A mí, al contrario que a la mayoría de anónimos empeñados en el ataque, sí me han gritado por la calle por estar con otra mujer; a mí se me han acercado hombres, estando yo con otra mujer, por considerarnos como un objeto excitante de su deseo; he mentido sobre mi relación con otra chica para hacer más fáciles cuestiones administrativas, o he mentido al viajar para que no nos importunaran. La última vez que un hombre por la calle hizo un comentario asqueroso por estar yo con otra chica fue hace tres días.

Pero si me interesa la identidad lesbiana, o cualquier identidad, no es porque me la hayan gritado, aunque también: denota un modo de vivir, relacionarse y estar en el mundo con el que me identifico; desde hace años, que vivo como tal, nunca pensé que acabarían violentándome por redes de igual manera por no considerarme legítima para serlo como me han violentado en la calle al percibir que lo era. Y no considero que esa violencia recibida deba definirnos, o que nuestras identidades tengan que ser la imagen en el espejo de su odio y de sus fobias.

Me gustaría que lo que me hermanara con el colectivo tuviera mucho más que ver con la sensación de pasar el día con amigas que con la experiencia compartida de que nos griten por la calle. Desde una posición de privilegio llega a alienarme que no me hayan gritado ciertas cosas, pero es asqueroso llamar privilegio a que de noche no te griten travelo, a que la violencia a la que una se expone tenga más que ver con ser mujer y lesbiana que con ser trans.

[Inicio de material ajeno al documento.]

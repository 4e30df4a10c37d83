//! Per-source keying context and the per-frame entry points.
//!
//! [`process_frame`] runs `ensure_graph -> inject -> extract -> write_back`
//! for one captured frame. Every failure is absorbed here: the only effect a
//! failure has on the caller is a frame returned exactly as it came in.

use std::sync::Arc;
use std::time::Instant;

use keyer_frame::NativeFrame;
use tracing::{debug, error, info, trace, warn};

use crate::diagnostics::stats::KeyStats;
use crate::engine::api::FilterEngine;
use crate::keying::bridge::{self, Extracted, WriteBack};
use crate::keying::error::Result;
use crate::keying::graph::{GraphManager, GraphState, ProcessingGraph};
use crate::keying::types::FrameDescriptor;

/// Why a frame was returned without keying.
#[derive(Debug, Clone, Copy, PartialEq, Eq, Hash)]
pub enum PassThrough {
    UnsupportedFormat,
    InvalidFrame,
    GraphBuildFailed,
    SubmissionFailed,
    /// The engine buffered the frame without producing output.
    NoOutputYet,
    ExtractionFailed,
}

/// What `process_frame` did to a frame.
#[derive(Debug, Clone, Copy, PartialEq, Eq)]
pub enum FrameOutcome {
    /// Keyed pixels were written into the frame.
    Keyed,
    /// Keying ran but produced the frame's existing bytes; nothing written.
    Unchanged,
    /// The frame was left untouched.
    PassedThrough(PassThrough),
}

/// Keying state for one composited video source.
///
/// Owns at most one processing graph. Not shared between threads; the
/// capture pipeline drives it from a single thread, one frame at a time.
pub struct KeyContext {
    graphs: GraphManager,
    stats: KeyStats,
}

impl KeyContext {
    pub fn new(engine: Arc<dyn FilterEngine>) -> Self {
        debug!("creating keying context on {} engine", engine.name());
        Self {
            graphs: GraphManager::new(engine),
            stats: KeyStats::new(),
        }
    }

    pub fn graph_state(&self) -> GraphState {
        self.graphs.state()
    }

    pub fn graph(&self) -> Option<&ProcessingGraph> {
        self.graphs.graph()
    }

    pub fn stats(&self) -> &KeyStats {
        &self.stats
    }

    /// Return a graph matching `frame`, building or rebuilding as needed.
    pub fn ensure_graph(&mut self, frame: &NativeFrame<'_>) -> Result<&mut ProcessingGraph> {
        self.graphs
            .ensure_graph(FrameDescriptor::of(frame), &mut self.stats)
    }

    /// Release the graph and its buffers. Idempotent.
    pub fn destroy(&mut self) {
        self.graphs.destroy(&mut self.stats);
    }

    /// Key one frame in place.
    pub fn process_frame(&mut self, frame: &mut NativeFrame<'_>) -> FrameOutcome {
        let descriptor = FrameDescriptor::of(frame);
        debug!("keying {descriptor} frame");
        self.stats.record_frame_seen();

        if !bridge::is_supported_format(frame.format) {
            warn!("unsupported pixel format {}, frame passed through", frame.format);
            return pass_through(&mut self.stats, PassThrough::UnsupportedFormat);
        }
        if let Err(e) = bridge::plane_layout(frame) {
            error!("rejecting {descriptor} frame: {e}");
            return pass_through(&mut self.stats, PassThrough::InvalidFrame);
        }

        let graph = match self.graphs.ensure_graph(descriptor, &mut self.stats) {
            Ok(graph) => graph,
            Err(e) => {
                error!("no keying graph for {descriptor}: {e}");
                return pass_through(&mut self.stats, PassThrough::GraphBuildFailed);
            }
        };

        let started = Instant::now();
        if let Err(e) = bridge::inject(graph, frame) {
            error!("frame submission failed: {e}");
            return pass_through(&mut self.stats, PassThrough::SubmissionFailed);
        }
        match bridge::extract(graph) {
            Ok(Extracted::Output) => {}
            Ok(Extracted::NoOutput) => {
                trace!("engine has no output yet, frame passed through");
                return pass_through(&mut self.stats, PassThrough::NoOutputYet);
            }
            Err(e) => {
                error!("frame extraction failed: {e}");
                return pass_through(&mut self.stats, PassThrough::ExtractionFailed);
            }
        }
        let elapsed = started.elapsed();
        self.stats.record_keying_time(elapsed);
        debug!("keying pass took {:.3} ms", elapsed.as_secs_f64() * 1000.0);

        match bridge::write_back(frame, graph.output_stage()) {
            Ok(WriteBack::Copied { bytes }) => {
                self.stats.record_keyed(bytes);
                FrameOutcome::Keyed
            }
            Ok(WriteBack::Unchanged) => {
                self.stats.record_unchanged();
                FrameOutcome::Unchanged
            }
            Err(e) => {
                error!("write-back failed: {e}");
                pass_through(&mut self.stats, PassThrough::InvalidFrame)
            }
        }
    }
}

impl Drop for KeyContext {
    fn drop(&mut self) {
        if self.graphs.state() == GraphState::Valid {
            self.destroy();
        }
    }
}

fn pass_through(stats: &mut KeyStats, reason: PassThrough) -> FrameOutcome {
    stats.record_pass_through(reason);
    FrameOutcome::PassedThrough(reason)
}

/// Key one frame in place using `context`.
///
/// Never fails: on any error the frame is left byte-for-byte unmodified and
/// the returned outcome names the reason.
pub fn process_frame(context: &mut KeyContext, frame: &mut NativeFrame<'_>) -> FrameOutcome {
    context.process_frame(frame)
}

/// Release a context and everything it owns, leaving the handle empty.
///
/// Callable at any time, including on an already-empty handle.
pub fn destroy_context(context: &mut Option<KeyContext>) {
    if let Some(mut ctx) = context.take() {
        ctx.destroy();
    } else {
        info!("keying context already released");
    }
}

#[cfg(test)]
mod tests {
    use super::*;
    use crate::engine::mock::MockEngine;
    use crate::engine::software::SoftwareEngine;
    use crate::keying::error::KeyError;
    use crate::keying::types::RGB_KEY_COLOR;
    use keyer_frame::PixelFormat;

    /// Owned I420 planes for building frames in tests.
    struct I420 {
        width: u32,
        height: u32,
        y: Vec<u8>,
        u: Vec<u8>,
        v: Vec<u8>,
    }

    impl I420 {
        fn filled(width: u32, height: u32, luma: u8) -> Self {
            let chroma = (width as usize / 2) * (height as usize / 2);
            Self {
                width,
                height,
                y: vec![luma; width as usize * height as usize],
                u: vec![128; chroma],
                v: vec![128; chroma],
            }
        }

        fn frame(&mut self) -> NativeFrame<'_> {
            let (w, h) = (self.width, self.height);
            NativeFrame::new(w, h, PixelFormat::I420)
                .with_plane(&mut self.y, w as usize)
                .with_plane(&mut self.u, w as usize / 2)
                .with_plane(&mut self.v, w as usize / 2)
        }

        fn bytes(&self) -> Vec<u8> {
            [self.y.as_slice(), &self.u, &self.v].concat()
        }
    }

    fn context(mock: &MockEngine) -> KeyContext {
        KeyContext::new(Arc::new(mock.clone()))
    }

    #[test]
    fn first_frame_builds_once_and_skips_identical_output() {
        let mock = MockEngine::new();
        let mut ctx = context(&mock);
        let mut pixels = I420::filled(1280, 720, 60);
        let before = pixels.bytes();

        let outcome = process_frame(&mut ctx, &mut pixels.frame());

        assert_eq!(outcome, FrameOutcome::Unchanged);
        assert_eq!(mock.graphs_allocated(), 1);
        assert_eq!(pixels.bytes(), before);
        assert_eq!(ctx.graph_state(), GraphState::Valid);
    }

    #[test]
    fn first_frame_writes_back_when_output_differs() {
        let mock = MockEngine::new().with_substitution(60, 16);
        let mut ctx = context(&mock);
        let mut pixels = I420::filled(1280, 720, 60);

        let outcome = process_frame(&mut ctx, &mut pixels.frame());

        assert_eq!(outcome, FrameOutcome::Keyed);
        assert!(pixels.y.iter().all(|&b| b == 16));
        assert!(pixels.u.iter().all(|&b| b == 128));
        assert_eq!(ctx.stats().frames_keyed(), 1);
    }

    #[test]
    fn same_geometry_reuses_graph() {
        let mock = MockEngine::new();
        let mut ctx = context(&mock);
        let mut pixels = I420::filled(1280, 720, 60);

        process_frame(&mut ctx, &mut pixels.frame());
        process_frame(&mut ctx, &mut pixels.frame());

        assert_eq!(mock.graphs_allocated(), 1);
        assert_eq!(mock.frames_submitted(), 2);
    }

    #[test]
    fn resolution_change_rebuilds_without_leaks() {
        let mock = MockEngine::new();
        let mut ctx = context(&mock);

        process_frame(&mut ctx, &mut I420::filled(1280, 720, 60).frame());
        process_frame(&mut ctx, &mut I420::filled(1280, 720, 60).frame());
        process_frame(&mut ctx, &mut I420::filled(640, 360, 60).frame());

        assert_eq!(mock.graphs_allocated(), 2);
        assert_eq!(mock.live_graphs(), 1);
        assert_eq!(mock.live_nodes(), 3);
        let graph = ctx.graph().unwrap();
        assert_eq!(graph.descriptor(), FrameDescriptor::new(640, 360, PixelFormat::I420));
    }

    #[test]
    fn unknown_format_is_left_untouched_without_a_graph() {
        let mock = MockEngine::new().with_substitution(7, 0);
        let mut ctx = context(&mock);
        let mut data = vec![7u8; 64];
        let mut frame = NativeFrame::new(4, 4, PixelFormat::from_raw(99)).with_plane(&mut data, 16);

        let outcome = process_frame(&mut ctx, &mut frame);

        assert_eq!(
            outcome,
            FrameOutcome::PassedThrough(PassThrough::UnsupportedFormat)
        );
        assert_eq!(frame.format, PixelFormat::Unknown(99));
        drop(frame);
        assert_eq!(data, vec![7u8; 64]);
        assert_eq!(mock.graphs_allocated(), 0);
    }

    #[test]
    fn build_failure_passes_through_then_retries() {
        let mock = MockEngine::new()
            .with_substitution(60, 16)
            .with_error("configure", KeyError::GraphBuild("rejected".to_string()));
        let mut ctx = context(&mock);
        let mut pixels = I420::filled(64, 64, 60);
        let before = pixels.bytes();

        let first = process_frame(&mut ctx, &mut pixels.frame());
        assert_eq!(first, FrameOutcome::PassedThrough(PassThrough::GraphBuildFailed));
        assert_eq!(pixels.bytes(), before);
        assert_eq!(ctx.graph_state(), GraphState::Empty);
        assert_eq!(mock.live_nodes(), 0);

        let second = process_frame(&mut ctx, &mut pixels.frame());
        assert_eq!(second, FrameOutcome::Keyed);
        assert_eq!(mock.configure_calls(), 2);
    }

    #[test]
    fn zero_stride_is_contained() {
        let mock = MockEngine::new().with_substitution(60, 16);
        let mut ctx = context(&mock);
        let mut y = vec![60u8; 16];
        let mut u = vec![60u8; 4];
        let mut v = vec![60u8; 4];
        let mut frame = NativeFrame::new(4, 4, PixelFormat::I420)
            .with_plane(&mut y, 0)
            .with_plane(&mut u, 2)
            .with_plane(&mut v, 2);

        let outcome = process_frame(&mut ctx, &mut frame);

        assert_eq!(outcome, FrameOutcome::PassedThrough(PassThrough::InvalidFrame));
        drop(frame);
        assert_eq!(y, vec![60u8; 16]);
        assert_eq!(mock.graphs_allocated(), 0);
    }

    #[test]
    fn submission_failure_leaves_frame_untouched() {
        let mock = MockEngine::new()
            .with_substitution(60, 16)
            .with_error("submit", KeyError::Submission("buffer exhausted".to_string()));
        let mut ctx = context(&mock);
        let mut pixels = I420::filled(8, 8, 60);
        let before = pixels.bytes();

        let outcome = process_frame(&mut ctx, &mut pixels.frame());

        assert_eq!(outcome, FrameOutcome::PassedThrough(PassThrough::SubmissionFailed));
        assert_eq!(pixels.bytes(), before);
        assert_eq!(ctx.graph_state(), GraphState::Valid);
    }

    #[test]
    fn extraction_failure_leaves_frame_untouched() {
        let mock = MockEngine::new().with_substitution(60, 16);
        let mut ctx = context(&mock);
        mock.inject_error("receive", KeyError::Extraction("decode error".to_string()));
        let mut pixels = I420::filled(8, 8, 60);
        let before = pixels.bytes();

        let outcome = process_frame(&mut ctx, &mut pixels.frame());

        assert_eq!(outcome, FrameOutcome::PassedThrough(PassThrough::ExtractionFailed));
        assert_eq!(pixels.bytes(), before);
    }

    #[test]
    fn pending_output_passes_through_and_stale_output_is_dropped() {
        let mock = MockEngine::new().with_pending_outputs(1);
        let mut ctx = context(&mock);

        let mut first = I420::filled(8, 8, 60);
        let outcome = process_frame(&mut ctx, &mut first.frame());
        assert_eq!(outcome, FrameOutcome::PassedThrough(PassThrough::NoOutputYet));

        // The engine now returns the first frame's output before the second's;
        // the second frame must not receive the first frame's pixels.
        let mut second = I420::filled(8, 8, 90);
        let outcome = process_frame(&mut ctx, &mut second.frame());
        assert_eq!(outcome, FrameOutcome::Unchanged);
        assert!(second.y.iter().all(|&b| b == 90));
    }

    #[test]
    fn destroy_context_is_idempotent() {
        let mock = MockEngine::new();
        let mut handle = Some(context(&mock));
        if let Some(ctx) = handle.as_mut() {
            process_frame(ctx, &mut I420::filled(16, 16, 60).frame());
        }
        assert_eq!(mock.live_graphs(), 1);

        destroy_context(&mut handle);
        destroy_context(&mut handle);

        assert!(handle.is_none());
        assert_eq!(mock.live_graphs(), 0);
        assert_eq!(mock.live_nodes(), 0);
    }

    #[test]
    fn dropping_a_context_releases_its_graph() {
        let mock = MockEngine::new();
        {
            let mut ctx = context(&mock);
            process_frame(&mut ctx, &mut I420::filled(16, 16, 60).frame());
        }
        assert_eq!(mock.live_graphs(), 0);
    }

    #[test]
    fn software_engine_keys_bgrx_green_to_transparent_bgra() {
        let mut ctx = KeyContext::new(Arc::new(SoftwareEngine::new()));
        let green = RGB_KEY_COLOR;
        let mut pixels = vec![green.b, green.g, green.r, 0, 200, 40, 40, 0];
        let mut frame = NativeFrame::new(2, 1, PixelFormat::Bgrx).with_plane(&mut pixels, 8);

        let outcome = process_frame(&mut ctx, &mut frame);

        assert_eq!(outcome, FrameOutcome::Keyed);
        assert_eq!(frame.format, PixelFormat::Bgra);
        drop(frame);
        assert_eq!(pixels[3], 0);
        assert_eq!(pixels[7], 255);
        assert_eq!(ctx.stats().frames_keyed(), 1);
    }
}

Y es tremendo que a ello se añada el incomprensible delirio del odio twittero.

Entre los "días oficiales" que tiene la comunidad LGTBI están: el Día de la Conciencia para la Comunidad Intersexual, el de la Visibilidad Trans, el de la Memoria Trans. Entiendo la necesidad de todos ellos, pero me repatea que la manera en que las instituciones nos reconocen sea a través de conceptos como conciencia, visibilidad o memoria; si no es a través de nuestras derrotas, al menos sí con cierta pena o mirada misericordiosa. No quiero que nos definamos más a la contra o como si fuéramos seres necesitados de cierta protección especial cuya acción política se reduce a inscribir artículos nuevos en el Código Penal. No somos víctimas y yo hoy no puedo celebrar nada, ni quiero recuerdo, visibilidad o memoria: si aspiramos a un mundo depurado de esa violencia, tendremos que conseguir antes que lo que nos defina sea otra cosa.